Food trucks have become a popular entry point into the food business, lower setup costs than a full restaurant, the flexibility to move to where the footfall is, and a growing customer base that associates food trucks with quality street food. Like any food business, the income earned is taxable, and the mobile, vehicle-based nature of the operation brings a few specific cost categories worth understanding.

Food Truck Income Is Business Income

The starting point: Revenue from selling food through a food truck is taxable as business income, computed as gross sales less business expenses. The expense profile of a food truck combines typical food-business costs (ingredients, packaging, staff) with vehicle-specific costs that a fixed-location restaurant wouldn't have to the same degree.

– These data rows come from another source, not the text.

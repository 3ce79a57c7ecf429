//! Shared cache front for application code.

use crate::backend::{CacheBackend, CleanMode, Lookup};
use crate::error::Result;
use serde::de::DeserializeOwned;
use serde::Serialize;
use std::future::Future;
use std::sync::Arc;

/// `Arc`-wrapped backend handed to controllers and entity managers.
///
/// Every read treats a miss, an empty payload, and a failed integrity check
/// alike: the value is recomputed.
///
/// # Example
///
/// ```
/// # use next_cache::{CacheService, backend::SharedMemoryBackend};
/// # #[tokio::main(flavor = "current_thread")]
/// # async fn main() -> next_cache::Result<()> {
/// let cache = CacheService::new(SharedMemoryBackend::new());
///
/// let total: u64 = cache
///     .get_or_compute("report:total", Some(60), || async { Ok(42) })
///     .await?;
/// assert_eq!(total, 42);
/// # Ok(())
/// # }
/// ```
pub struct CacheService<B: CacheBackend> {
    backend: Arc<B>,
}

impl<B: CacheBackend> Clone for CacheService<B> {
    fn clone(&self) -> Self {
        CacheService {
            backend: Arc::clone(&self.backend),
        }
    }
}

impl<B: CacheBackend> CacheService<B> {
    pub fn new(backend: B) -> Self {
        CacheService {
            backend: Arc::new(backend),
        }
    }

    pub fn backend(&self) -> &B {
        &self.backend
    }

    /// Cached value for `key`, or the result of `compute` which is then stored.
    ///
    /// A failure to store the computed value is logged and otherwise ignored.
    ///
    /// # Errors
    /// Only errors returned by `compute` are propagated.
    pub async fn get_or_compute<T, F, Fut>(
        &self,
        key: &str,
        ttl: Option<u64>,
        compute: F,
    ) -> Result<T>
    where
        T: Serialize + DeserializeOwned + Send + Sync,
        F: FnOnce() -> Fut,
        Fut: Future<Output = Result<T>>,
    {
        if let Lookup::Hit(value) = self.backend.load_value::<T>(key).await {
            return Ok(value);
        }

        debug!("Recomputing {}", key);
        let value = compute().await?;
        if !self.backend.add(key, &value, ttl).await {
            debug!("Computed value for {} was not cached", key);
        }
        Ok(value)
    }

    pub async fn get<T>(&self, key: &str) -> Option<T>
    where
        T: DeserializeOwned + Send,
    {
        self.backend.load_value(key).await.into_option()
    }

    pub async fn put<T>(&self, key: &str, value: &T, ttl: Option<u64>) -> bool
    where
        T: Serialize + Sync + ?Sized,
    {
        self.backend.add(key, value, ttl).await
    }

    pub async fn forget(&self, key: &str) -> bool {
        self.backend.remove(key).await
    }

    pub async fn extend(&self, key: &str, extra: i64) -> bool {
        self.backend.touch(key, extra).await
    }

    /// # Errors
    /// See [`CacheBackend::clean`].
    pub async fn flush(&self) -> Result<bool> {
        self.backend.clean(CleanMode::All).await
    }
}

#[cfg(test)]
mod tests {
    use super::*;
    use crate::backend::SharedMemoryBackend;
    use crate::error::Error;
    use std::sync::atomic::{AtomicUsize, Ordering};

    #[tokio::test]
    async fn test_get_or_compute_caches_result() {
        let cache = CacheService::new(SharedMemoryBackend::new());
        let calls = AtomicUsize::new(0);

        for _ in 0..3 {
            let value: String = cache
                .get_or_compute("k", None, || async {
                    calls.fetch_add(1, Ordering::SeqCst);
                    Ok("computed".to_string())
                })
                .await
                .expect("Failed to compute");
            assert_eq!(value, "computed");
        }

        assert_eq!(calls.load(Ordering::SeqCst), 1);
    }

    #[tokio::test]
    async fn test_compute_error_is_propagated_and_not_cached() {
        let cache = CacheService::new(SharedMemoryBackend::new());

        let result: Result<u32> = cache
            .get_or_compute("k", None, || async {
                Err(Error::BackendError("db down".to_string()))
            })
            .await;
        assert!(result.is_err());
        assert!(!cache.backend().test("k").await);
    }

    #[tokio::test]
    async fn test_put_get_forget_flush() {
        let cache = CacheService::new(SharedMemoryBackend::new());
        let shared = cache.clone();

        assert!(cache.put("a", &1u8, None).await);
        assert!(cache.put("b", &2u8, None).await);
        assert_eq!(shared.get::<u8>("a").await, Some(1));

        assert!(cache.extend("a", 10).await);
        assert!(cache.forget("a").await);
        assert_eq!(shared.get::<u8>("a").await, None);

        assert!(cache.flush().await.unwrap());
        assert_eq!(shared.get::<u8>("b").await, None);
    }
}
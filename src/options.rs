//! Backend configuration.
//!
//! Options are resolved once, at construction, by folding partial layers over
//! the defaults: hard-coded defaults, then backend overrides, then caller
//! overrides. The resolved structs are plain typed values; nothing is looked up
//! by name at runtime.
//!
//! Layers deserialize from JSON using the camelCase key names of the
//! configuration surface:
//!
//! ```
//! use next_cache::options::{BackendOptions, OptionsLayer};
//! use next_cache::hash::HashAlgorithm;
//!
//! let caller = OptionsLayer::from_json(
//!     r#"{ "lifeTime": 600, "security": { "hashAlgorithm": "sha1" } }"#,
//! ).unwrap();
//! let options = BackendOptions::merged([&caller]).unwrap();
//!
//! assert_eq!(options.life_time, 600);
//! assert_eq!(options.security.hash_algorithm, HashAlgorithm::Sha1);
//! assert!(options.security.test_validity);
//! ```

use crate::error::{Error, Result};
use crate::hash::HashAlgorithm;
use serde::Deserialize;
use std::path::PathBuf;

/// Default entry lifetime in seconds (one sidereal day).
pub const DEFAULT_LIFETIME: u64 = 86_164;

/// Default gzip level for the file backend.
pub const DEFAULT_COMPRESSION_LEVEL: u32 = 6;

/// Environment variable overriding the default lifetime, see [`OptionsLayer::from_env`].
pub const LIFETIME_ENV: &str = "NEXT_CACHE_LIFETIME";

/// Integrity policy.
#[derive(Clone, Debug, PartialEq, Eq)]
pub struct SecurityOptions {
    /// Verify the payload digest on every read.
    pub test_validity: bool,
    pub hash_algorithm: HashAlgorithm,
    /// Evict an entry whose digest does not match.
    pub remove_corrupted: bool,
}

impl Default for SecurityOptions {
    fn default() -> Self {
        SecurityOptions {
            test_validity: true,
            hash_algorithm: HashAlgorithm::Md5,
            remove_corrupted: true,
        }
    }
}

/// Where metadata records are persisted.
#[derive(Clone, Debug, Default, PartialEq, Eq)]
pub struct MetadataOptions {
    /// Record directory. `None` keeps records in process memory, except for
    /// the file backend which defaults to `{outputDirectory}/.meta`.
    pub path: Option<PathBuf>,
    /// Record file name prefix. Defaults to the file backend's `filePrefix`
    /// and to no prefix elsewhere.
    pub file: Option<String>,
}

impl MetadataOptions {
    /// Record file name prefix, falling back to `default`.
    pub fn file_prefix<'a>(&'a self, default: &'a str) -> &'a str {
        self.file.as_deref().unwrap_or(default)
    }
}

/// Options shared by every backend.
#[derive(Clone, Debug, PartialEq, Eq)]
pub struct BackendOptions {
    /// Lifetime in seconds applied when `add` receives no positive TTL.
    pub life_time: u64,
    pub metadata: MetadataOptions,
    pub security: SecurityOptions,
}

impl Default for BackendOptions {
    fn default() -> Self {
        BackendOptions {
            life_time: DEFAULT_LIFETIME,
            metadata: MetadataOptions::default(),
            security: SecurityOptions::default(),
        }
    }
}

impl BackendOptions {
    /// Fold `layers` over the defaults, in order, and validate the result.
    pub fn merged<'a, I>(layers: I) -> Result<Self>
    where
        I: IntoIterator<Item = &'a OptionsLayer>,
    {
        let mut options = BackendOptions::default();
        for layer in layers {
            layer.apply(&mut options);
        }
        options.validate()?;
        Ok(options)
    }

    pub fn validate(&self) -> Result<()> {
        if self.life_time == 0 {
            return Err(Error::ConfigError(
                "lifeTime must be greater than zero".to_string(),
            ));
        }
        if let Some(file) = &self.metadata.file {
            check_name_prefix("metadata.file", file)?;
        }
        Ok(())
    }
}

#[derive(Clone, Debug, PartialEq, Eq)]
pub struct CompressionOptions {
    pub enabled: bool,
    /// gzip level, 0 (store) to 9 (best).
    pub level: u32,
}

impl Default for CompressionOptions {
    fn default() -> Self {
        CompressionOptions {
            enabled: false,
            level: DEFAULT_COMPRESSION_LEVEL,
        }
    }
}

/// Options for the filesystem backend.
#[derive(Clone, Debug, PartialEq, Eq)]
pub struct FileOptions {
    pub backend: BackendOptions,
    pub compression: CompressionOptions,
    /// Prepended to every payload file name.
    pub file_prefix: String,
    pub output_directory: PathBuf,
}

impl Default for FileOptions {
    fn default() -> Self {
        FileOptions {
            backend: BackendOptions::default(),
            compression: CompressionOptions::default(),
            file_prefix: "cache_".to_string(),
            output_directory: std::env::temp_dir().join("next-cache"),
        }
    }
}

impl FileOptions {
    /// Fold `layers` over the defaults, in order, and validate the result.
    pub fn merged<'a, I>(layers: I) -> Result<Self>
    where
        I: IntoIterator<Item = &'a FileOptionsLayer>,
    {
        let mut options = FileOptions::default();
        for layer in layers {
            layer.apply(&mut options);
        }
        options.validate()?;
        Ok(options)
    }

    pub fn validate(&self) -> Result<()> {
        self.backend.validate()?;
        if self.compression.level > 9 {
            return Err(Error::ConfigError(format!(
                "compression.level must be between 0 and 9, got {}",
                self.compression.level
            )));
        }
        check_name_prefix("filePrefix", &self.file_prefix)
    }

    /// Metadata directory, defaulting to `.meta` inside the output directory.
    pub fn metadata_path(&self) -> PathBuf {
        self.backend
            .metadata
            .path
            .clone()
            .unwrap_or_else(|| self.output_directory.join(".meta"))
    }
}

/// Prefixes become part of file names in shared directories.
fn check_name_prefix(option: &str, prefix: &str) -> Result<()> {
    if prefix
        .chars()
        .any(|c| std::path::is_separator(c) || c == '.')
    {
        return Err(Error::ConfigError(format!(
            "{} may not contain path separators or dots: {:?}",
            option, prefix
        )));
    }
    Ok(())
}

// ============================================================================
// Partial layers
// ============================================================================

#[derive(Clone, Debug, Default, PartialEq, Eq, Deserialize)]
#[serde(default, rename_all = "camelCase", deny_unknown_fields)]
pub struct SecurityLayer {
    pub test_validity: Option<bool>,
    pub hash_algorithm: Option<HashAlgorithm>,
    pub remove_corrupted: Option<bool>,
}

#[derive(Clone, Debug, Default, PartialEq, Eq, Deserialize)]
#[serde(default, rename_all = "camelCase", deny_unknown_fields)]
pub struct MetadataLayer {
    pub path: Option<PathBuf>,
    pub file: Option<String>,
}

/// Partial [`BackendOptions`]; unset fields leave the lower layer untouched.
#[derive(Clone, Debug, Default, PartialEq, Eq, Deserialize)]
#[serde(default, rename_all = "camelCase")]
pub struct OptionsLayer {
    pub life_time: Option<u64>,
    pub metadata: MetadataLayer,
    pub security: SecurityLayer,
}

impl OptionsLayer {
    pub fn from_json(json: &str) -> Result<Self> {
        serde_json::from_str(json)
            .map_err(|e| Error::ConfigError(format!("Invalid cache options: {}", e)))
    }

    /// Layer built from the process environment.
    ///
    /// Only [`LIFETIME_ENV`] is recognised; unparsable values are ignored.
    pub fn from_env() -> Self {
        let life_time = std::env::var(LIFETIME_ENV)
            .ok()
            .and_then(|s| s.trim().parse::<u64>().ok())
            .filter(|secs| *secs > 0);

        OptionsLayer {
            life_time,
            ..Default::default()
        }
    }

    pub fn life_time(mut self, secs: u64) -> Self {
        self.life_time = Some(secs);
        self
    }

    pub fn metadata_path(mut self, path: impl Into<PathBuf>) -> Self {
        self.metadata.path = Some(path.into());
        self
    }

    pub fn metadata_file(mut self, prefix: impl Into<String>) -> Self {
        self.metadata.file = Some(prefix.into());
        self
    }

    pub fn test_validity(mut self, enabled: bool) -> Self {
        self.security.test_validity = Some(enabled);
        self
    }

    pub fn hash_algorithm(mut self, algorithm: HashAlgorithm) -> Self {
        self.security.hash_algorithm = Some(algorithm);
        self
    }

    pub fn remove_corrupted(mut self, enabled: bool) -> Self {
        self.security.remove_corrupted = Some(enabled);
        self
    }

    pub fn apply(&self, options: &mut BackendOptions) {
        if let Some(life_time) = self.life_time {
            options.life_time = life_time;
        }
        if let Some(path) = &self.metadata.path {
            options.metadata.path = Some(path.clone());
        }
        if let Some(file) = &self.metadata.file {
            options.metadata.file = Some(file.clone());
        }
        if let Some(test_validity) = self.security.test_validity {
            options.security.test_validity = test_validity;
        }
        if let Some(algorithm) = self.security.hash_algorithm {
            options.security.hash_algorithm = algorithm;
        }
        if let Some(remove_corrupted) = self.security.remove_corrupted {
            options.security.remove_corrupted = remove_corrupted;
        }
    }
}

#[derive(Clone, Debug, Default, PartialEq, Eq, Deserialize)]
#[serde(default, rename_all = "camelCase", deny_unknown_fields)]
pub struct CompressionLayer {
    pub enabled: Option<bool>,
    pub level: Option<u32>,
}

/// Partial [`FileOptions`].
#[derive(Clone, Debug, Default, PartialEq, Eq, Deserialize)]
#[serde(default, rename_all = "camelCase")]
pub struct FileOptionsLayer {
    #[serde(flatten)]
    pub backend: OptionsLayer,
    pub compression: CompressionLayer,
    pub file_prefix: Option<String>,
    pub output_directory: Option<PathBuf>,
}

impl FileOptionsLayer {
    pub fn from_json(json: &str) -> Result<Self> {
        serde_json::from_str(json)
            .map_err(|e| Error::ConfigError(format!("Invalid file cache options: {}", e)))
    }

    pub fn output_directory(mut self, dir: impl Into<PathBuf>) -> Self {
        self.output_directory = Some(dir.into());
        self
    }

    pub fn file_prefix(mut self, prefix: impl Into<String>) -> Self {
        self.file_prefix = Some(prefix.into());
        self
    }

    pub fn compression(mut self, enabled: bool, level: u32) -> Self {
        self.compression.enabled = Some(enabled);
        self.compression.level = Some(level);
        self
    }

    pub fn with_backend(mut self, backend: OptionsLayer) -> Self {
        self.backend = backend;
        self
    }

    pub fn apply(&self, options: &mut FileOptions) {
        self.backend.apply(&mut options.backend);
        if let Some(enabled) = self.compression.enabled {
            options.compression.enabled = enabled;
        }
        if let Some(level) = self.compression.level {
            options.compression.level = level;
        }
        if let Some(prefix) = &self.file_prefix {
            options.file_prefix = prefix.clone();
        }
        if let Some(dir) = &self.output_directory {
            options.output_directory = dir.clone();
        }
    }
}

impl From<OptionsLayer> for FileOptionsLayer {
    fn from(backend: OptionsLayer) -> Self {
        FileOptionsLayer {
            backend,
            ..Default::default()
        }
    }
}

Vehicle-Related Costs Specific to Food Trucks

A food truck's vehicle is central to the operation, not just transport but the kitchen and serving counter itself. Costs specific to this include depreciation on the vehicle and the kitchen equipment built into it (commercial vehicles and equipment typically depreciate at rates specified for such asset categories), fuel costs for both running the vehicle between locations and, where applicable, running a generator to power kitchen equipment, vehicle insurance and maintenance, and parking or location fees paid to operate at particular spots (markets, event venues, designated food truck zones).

Worked Example

A food truck operator's annual computationMr Verma operates a single food truck, parking at different high-footfall locations through the week and at weekend events. His annual sales total Rs 28,00,000. His expenses include Rs 11,00,000 in ingredients and packaging, Rs 5,00,000 in staff wages (himself plus two helpers), Rs 2,40,000 in fuel (for the vehicle and a generator), Rs 1,80,000 in location/parking fees across various spots, and Rs 1,50,000 in vehicle and equipment depreciation, a total of Rs 21,70,000. His net taxable business profit of Rs 6,30,000 is taxed under business/profession, with all these costs deductible against his sales.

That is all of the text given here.